WHAT IS BEING ASKED → Nothing in the records should change; write them all out again.

TASK MATERIAL →
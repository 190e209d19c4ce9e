//! The output settings file: load, merge `permissions.allow`, write back.

mod document;
mod repair;

use std::path::{Path, PathBuf};

use tracing::{debug, warn};

use crate::domain::PermissionSet;
use document::{ParseOutcome, SettingsDocument};

/// Errors that abort an update of the output settings file.
///
/// Errors raised while loading leave the output file untouched.
#[derive(Debug, thiserror::Error, miette::Diagnostic)]
pub enum SettingsError {
    #[error("failed to read existing settings {}: {source}", .path.display())]
    #[diagnostic(code(settings::read))]
    Read {
        path: PathBuf,
        #[source]
        source: std::io::Error,
    },
    #[error("could not parse existing settings {}: {source}", .path.display())]
    #[diagnostic(
        code(settings::parse),
        help("fix the JSON syntax by hand; only trailing commas are repaired automatically")
    )]
    Parse {
        path: PathBuf,
        #[source]
        source: serde_json::Error,
    },
    #[error("unexpected settings layout in {}: {message}", .path.display())]
    #[diagnostic(
        code(settings::shape),
        help("`permissions` must be an object and `permissions.allow` a list of strings")
    )]
    Shape { path: PathBuf, message: String },
    #[error("failed to write settings {}: {source}", .path.display())]
    #[diagnostic(code(settings::write))]
    Write {
        path: PathBuf,
        #[source]
        source: std::io::Error,
    },
    #[error("failed to serialize settings: {0}")]
    #[diagnostic(code(settings::serialize))]
    Serialize(#[from] serde_json::Error),
}

/// The output settings file as loaded, before anything is written.
///
/// Loading and saving are separate steps so callers can report what was
/// found (and whether it needed repair) even if the write later fails.
#[derive(Debug)]
pub struct OutputSettings {
    doc: SettingsDocument,
    existed: bool,
    repaired: bool,
    existing_allow: PermissionSet,
}

/// What [`OutputSettings::merge_and_save`] changed.
#[derive(Debug, Clone, PartialEq, Eq)]
pub struct UpdateReport {
    /// Incoming permissions that were not already allowed.
    pub added: usize,
    /// Entries in `permissions.allow` after the merge.
    pub total: usize,
}

impl OutputSettings {
    /// Load the settings at `output`, or start an empty document if there is
    /// no file yet.
    ///
    /// Trailing commas are repaired. A document that cannot be parsed even
    /// after repair, or whose `permissions.allow` is not a list of strings,
    /// is an error and nothing is written.
    pub fn load(output: &Path) -> Result<Self, SettingsError> {
        let (doc, existed, repaired) = match SettingsDocument::load(output)? {
            Some((doc, outcome)) => {
                let repaired = outcome == ParseOutcome::Repaired;
                if repaired {
                    warn!(
                        path = %output.display(),
                        "repaired trailing commas in existing settings"
                    );
                }
                (doc, true, repaired)
            }
            None => {
                debug!(
                    path = %output.display(),
                    "no existing settings, creating a new file"
                );
                (SettingsDocument::empty(output), false, false)
            }
        };
        let existing_allow = doc.allow()?;

        Ok(Self {
            doc,
            existed,
            repaired,
            existing_allow,
        })
    }

    /// The output file existed before this run.
    pub fn existed(&self) -> bool {
        self.existed
    }

    /// The existing file needed trailing commas stripped to parse.
    pub fn repaired(&self) -> bool {
        self.repaired
    }

    /// Entries in `permissions.allow` before the merge.
    pub fn existing_count(&self) -> usize {
        self.existing_allow.len()
    }

    /// Merge `permissions` into `permissions.allow` and write the file.
    ///
    /// `allow` becomes the sorted union of its old entries and
    /// `permissions`; `deny` and `ask` are kept, or set to `[]` when absent.
    /// Every other field is written back untouched.
    pub fn merge_and_save(
        mut self,
        permissions: &PermissionSet,
    ) -> Result<UpdateReport, SettingsError> {
        let added = permissions.difference(&self.existing_allow);

        let mut merged = self.existing_allow;
        merged.extend_from(permissions);

        self.doc.set_list("allow", merged.to_json())?;
        self.doc.default_list("deny")?;
        self.doc.default_list("ask")?;
        self.doc.save()?;

        Ok(UpdateReport {
            added: added.len(),
            total: merged.len(),
        })
    }
}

SOLUTION TO THE PROBLEM →
repository 190e209d19c4ce9e
//! The output settings file: load, merge `permissions.allow`, write back.

mod document;
mod repair;

use std::path::{Path, PathBuf};

use tracing::{debug, warn};

use crate::domain::PermissionSet;
use document::{ParseOutcome, SettingsDocument};

/// Errors that abort an update of the output settings file.
///
/// Errors raised while loading leave the output file untouched.
#[derive(Debug, thiserror::Error, miette::Diagnostic)]
pub enum SettingsError {
    #[error("failed to read existing settings {}: {source}", .path.display())]
    #[diagnostic(code(settings::read))]
    Read {
        path: PathBuf,
        #[source]
        source: std::io::Error,
    },
    #[error("could not parse existing settings {}: {source}", .path.display())]
    #[diagnostic(
        code(settings::parse),
        help("fix the JSON syntax by hand; only trailing commas are repaired automatically")
    )]
    Parse {
        path: PathBuf,
        #[source]
        source: serde_json::Error,
    },
    #[error("unexpected settings layout in {}: {message}", .path.display())]
    #[diagnostic(
        code(settings::shape),
        help("`permissions` must be an object and `permissions.allow` a list of strings")
    )]
    Shape { path: PathBuf, message: String },
    #[error("failed to write settings {}: {source}", .path.display())]
    #[diagnostic(code(settings::write))]
    Write {
        path: PathBuf,
        #[source]
        source: std::io::Error,
    },
    #[error("failed to serialize settings: {0}")]
    #[diagnostic(code(settings::serialize))]
    Serialize(#[from] serde_json::Error),
}

/// The output settings file as loaded, before anything is written.
///
/// Loading and saving are separate steps so callers can report what was
/// found (and whether it needed repair) even if the write later fails.
#[derive(Debug)]
pub struct OutputSettings {
    doc: SettingsDocument,
    existed: bool,
    repaired: bool,
    existing_allow: PermissionSet,
}

/// What [`OutputSettings::merge_and_save`] changed.
#[derive(Debug, Clone, PartialEq, Eq)]
pub struct UpdateReport {
    /// Incoming permissions that were not already allowed.
    pub added: usize,
    /// Entries in `permissions.allow` after the merge.
    pub total: usize,
}

impl OutputSettings {
    /// Load the settings at `output`, or start an empty document if there is
    /// no file yet.
    ///
    /// Trailing commas are repaired. A document that cannot be parsed even
    /// after repair, or whose `permissions.allow` is not a list of strings,
    /// is an error and nothing is written.
    pub fn load(output: &Path) -> Result<Self, SettingsError> {
        let (doc, existed, repaired) = match SettingsDocument::load(output)? {
            Some((doc, outcome)) => {
                let repaired = outcome == ParseOutcome::Repaired;
                if repaired {
                    warn!(
                        path = %output.display(),
                        "repaired trailing commas in existing settings"
                    );
                }
                (doc, true, repaired)
            }
            None => {
                debug!(
                    path = %output.display(),
                    "no existing settings, creating a new file"
                );
                (SettingsDocument::empty(output), false, false)
            }
        };
        let existing_allow = doc.allow()?;

        Ok(Self {
            doc,
            existed,
            repaired,
            existing_allow,
        })
    }

    /// The output file existed before this run.
    pub fn existed(&self) -> bool {
        self.existed
    }

    /// The existing file needed trailing commas stripped to parse.
    pub fn repaired(&self) -> bool {
        self.repaired
    }

    /// Entries in `permissions.allow` before the merge.
    pub fn existing_count(&self) -> usize {
        self.existing_allow.len()
    }

    /// Merge `permissions` into `permissions.allow` and write the file.
    ///
    /// `allow` becomes the sorted union of its old entries and
    /// `permissions`; `deny` and `ask` are kept, or set to `[]` when absent.
    /// Every other field is written back untouched.
    pub fn merge_and_save(
        mut self,
        permissions: &PermissionSet,
    ) -> Result<UpdateReport, SettingsError> {
        let added = permissions.difference(&self.existing_allow);

        let mut merged = self.existing_allow;
        merged.extend_from(permissions);

        self.doc.set_list("allow", merged.to_json())?;
        self.doc.default_list("deny")?;
        self.doc.default_list("ask")?;
        self.doc.save()?;

        Ok(UpdateReport {
            added: added.len(),
            total: merged.len(),
        })
    }
}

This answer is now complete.